Foucault a déjà parlé dans son livre "Histoire de la folie", notant que la préoccupation majeure des classificateurs de la XVIIIe siècle était de transférer les troubles de la maladie par la végétation. Et cet ordre a à voir avec la liste des symptômes qui servent à reconnaître leur sexe et de l'espèce et de les distinguer des autres.

 

Le projet DSM suivant ce modèle, avec le renouvellement logique positiviste, et pourrait continuer à baisser dans de nouvelles classifications fondées en neurosciences, de la biochimie et de la génétique. Mais l'objet de l'émission Hacking, est que, dans sa raison même de l'existence, il y a une incompatibilité épistémologique profonde.
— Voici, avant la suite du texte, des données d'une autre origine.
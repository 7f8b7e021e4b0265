//! Resource materialization: make sure an input dataset can be opened.
//!
//! The resource is first opened where it is (local path or OPeNDAP URL).
//! If that fails for any reason other than an authorization failure, the
//! resource is downloaded once into the scratch directory and the copy is
//! opened instead. Authorization failures are never retried.

use std::path::PathBuf;
use std::process::Stdio;
use std::sync::Arc;

use async_trait::async_trait;
use thiserror::Error;
use tokio::process::Command;
use tracing::{info, warn};

use crate::context::RequestContext;
use crate::download::{DownloadError, Downloader};
use crate::error::{ProcessError, ProcessResult};
use crate::outputs::resource_basename;

/// Message the NetCDF library reports when the server refuses access.
const AUTHORIZATION_FAILURE: &str = "Authorization failure";

/// Why a dataset could not be opened.
#[derive(Debug, Clone, Error, PartialEq, Eq)]
pub enum OpenError {
    #[error("authorization failure: {0}")]
    AuthorizationFailure(String),

    #[error("{0}")]
    Failed(String),
}

/// Classify a dataset library error message.
pub fn classify_open_failure(message: &str) -> OpenError {
    if message.contains(AUTHORIZATION_FAILURE) {
        OpenError::AuthorizationFailure(message.to_string())
    } else {
        OpenError::Failed(message.to_string())
    }
}

/// Checks whether a resource opens as a dataset.
#[async_trait]
pub trait DatasetProbe: Send + Sync {
    async fn open(&self, resource: &str) -> Result<(), OpenError>;
}

/// Probe that opens the dataset header with `ncdump -h`.
///
/// `ncdump` goes through the NetCDF library, so it understands local files
/// as well as OPeNDAP URLs and reports authorization failures the same way
/// the library does.
pub struct NcdumpProbe {
    command: String,
}

impl NcdumpProbe {
    pub fn new(command: impl Into<String>) -> Self {
        Self {
            command: command.into(),
        }
    }
}

#[async_trait]
impl DatasetProbe for NcdumpProbe {
    async fn open(&self, resource: &str) -> Result<(), OpenError> {
        let output = Command::new(&self.command)
            .arg("-h")
            .arg(resource)
            .stdin(Stdio::null())
            .stdout(Stdio::null())
            .stderr(Stdio::piped())
            .kill_on_drop(true)
            .output()
            .await
            .map_err(|e| OpenError::Failed(format!("failed to run {}: {}", self.command, e)))?;

        if output.status.success() {
            return Ok(());
        }

        let stderr = String::from_utf8_lossy(&output.stderr);
        let message = match stderr.trim() {
            "" => format!("{} exited with {}", self.command, output.status),
            msg => msg.to_string(),
        };
        Err(classify_open_failure(&message))
    }
}

/// Where the dataset ended up.
#[derive(Debug, Clone, PartialEq, Eq)]
pub enum Materialized {
    /// The resource opened in place.
    Direct(String),

    /// The resource had to be copied to local scratch storage.
    Downloaded { path: PathBuf },
}

impl Materialized {
    /// Path or URL to hand to the computation backend.
    pub fn location(&self) -> String {
        match self {
            Materialized::Direct(resource) => resource.clone(),
            Materialized::Downloaded { path, .. } => path.to_string_lossy().into_owned(),
        }
    }

    pub fn was_downloaded(&self) -> bool {
        matches!(self, Materialized::Downloaded { .. })
    }
}

/// Opens resources directly or through a one-shot download fallback.
pub struct ResourceMaterializer {
    probe: Arc<dyn DatasetProbe>,
    downloader: Arc<dyn Downloader>,
    scratch_dir: PathBuf,
}

impl ResourceMaterializer {
    pub fn new(
        probe: Arc<dyn DatasetProbe>,
        downloader: Arc<dyn Downloader>,
        scratch_dir: impl Into<PathBuf>,
    ) -> Self {
        Self {
            probe,
            downloader,
            scratch_dir: scratch_dir.into(),
        }
    }

    /// Local path a resource is downloaded to.
    pub fn scratch_path(&self, resource: &str) -> PathBuf {
        self.scratch_dir.join(resource_basename(resource))
    }

    /// Ensure `resource` is openable, downloading it if necessary.
    pub async fn materialize(
        &self,
        ctx: &RequestContext,
        resource: &str,
    ) -> ProcessResult<Materialized> {
        let reason = match self.probe.open(resource).await {
            Ok(()) => {
                info!(parent: &ctx.span, resource = %resource, "Resource opened directly");
                return Ok(Materialized::Direct(resource.to_string()));
            }
            Err(OpenError::AuthorizationFailure(msg)) => {
                warn!(parent: &ctx.span, resource = %resource, error = %msg, "Authorization failure");
                return Err(ProcessError::AuthenticationRequired);
            }
            Err(OpenError::Failed(msg)) => msg,
        };

        if resource_basename(resource).is_empty() {
            warn!(parent: &ctx.span, resource = %resource, "No file name to download to");
            return Err(ProcessError::DownloadFailed(format!(
                "no file name in resource '{}'",
                resource
            )));
        }

        let target = self.scratch_path(resource);
        info!(
            parent: &ctx.span,
            resource = %resource,
            target = %target.display(),
            reason = %reason,
            "Direct open failed, downloading"
        );

        match self.downloader.download(resource, &target).await {
            Ok(bytes) => {
                metrics::counter!("wps_downloads_total", "outcome" => "ok").increment(1);
                info!(parent: &ctx.span, bytes = bytes, "Downloaded resource");
            }
            Err(DownloadError::Unauthorized(status)) => {
                metrics::counter!("wps_downloads_total", "outcome" => "unauthorized").increment(1);
                warn!(parent: &ctx.span, status = status, "Download refused");
                return Err(ProcessError::AuthenticationRequired);
            }
            Err(e) => {
                metrics::counter!("wps_downloads_total", "outcome" => "failed").increment(1);
                warn!(parent: &ctx.span, error = %e, "Download failed");
                return Err(ProcessError::DownloadFailed(e.to_string()));
            }
        }

        let local = target.to_string_lossy().into_owned();
        if let Err(e) = self.probe.open(&local).await {
            warn!(parent: &ctx.span, error = %e, "Downloaded copy does not open");
            return Err(ProcessError::DownloadFailed(e.to_string()));
        }

        Ok(Materialized::Downloaded { path: target })
    }
}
Pour Hacking, est aussi absurde de classer la maladie mentale selon le modèle botanique que les éléments constitutifs de la substance chimique à être classés suivant le même schéma: le tableau périodique ne peut pas être organisée de la même manière que la botanique, car celui-ci vient de la lecture et de la chimie, les éléments linéaires représentent pas la nature. Depuis 30 ans, le projet DSM a été menée par des experts techniques des statistiques en biologie; maladie mentale classé "a-théorique» qui a conduit au fil des ans à une rupture complète entre les chercheurs et les praticiens cliniques sur le terrain.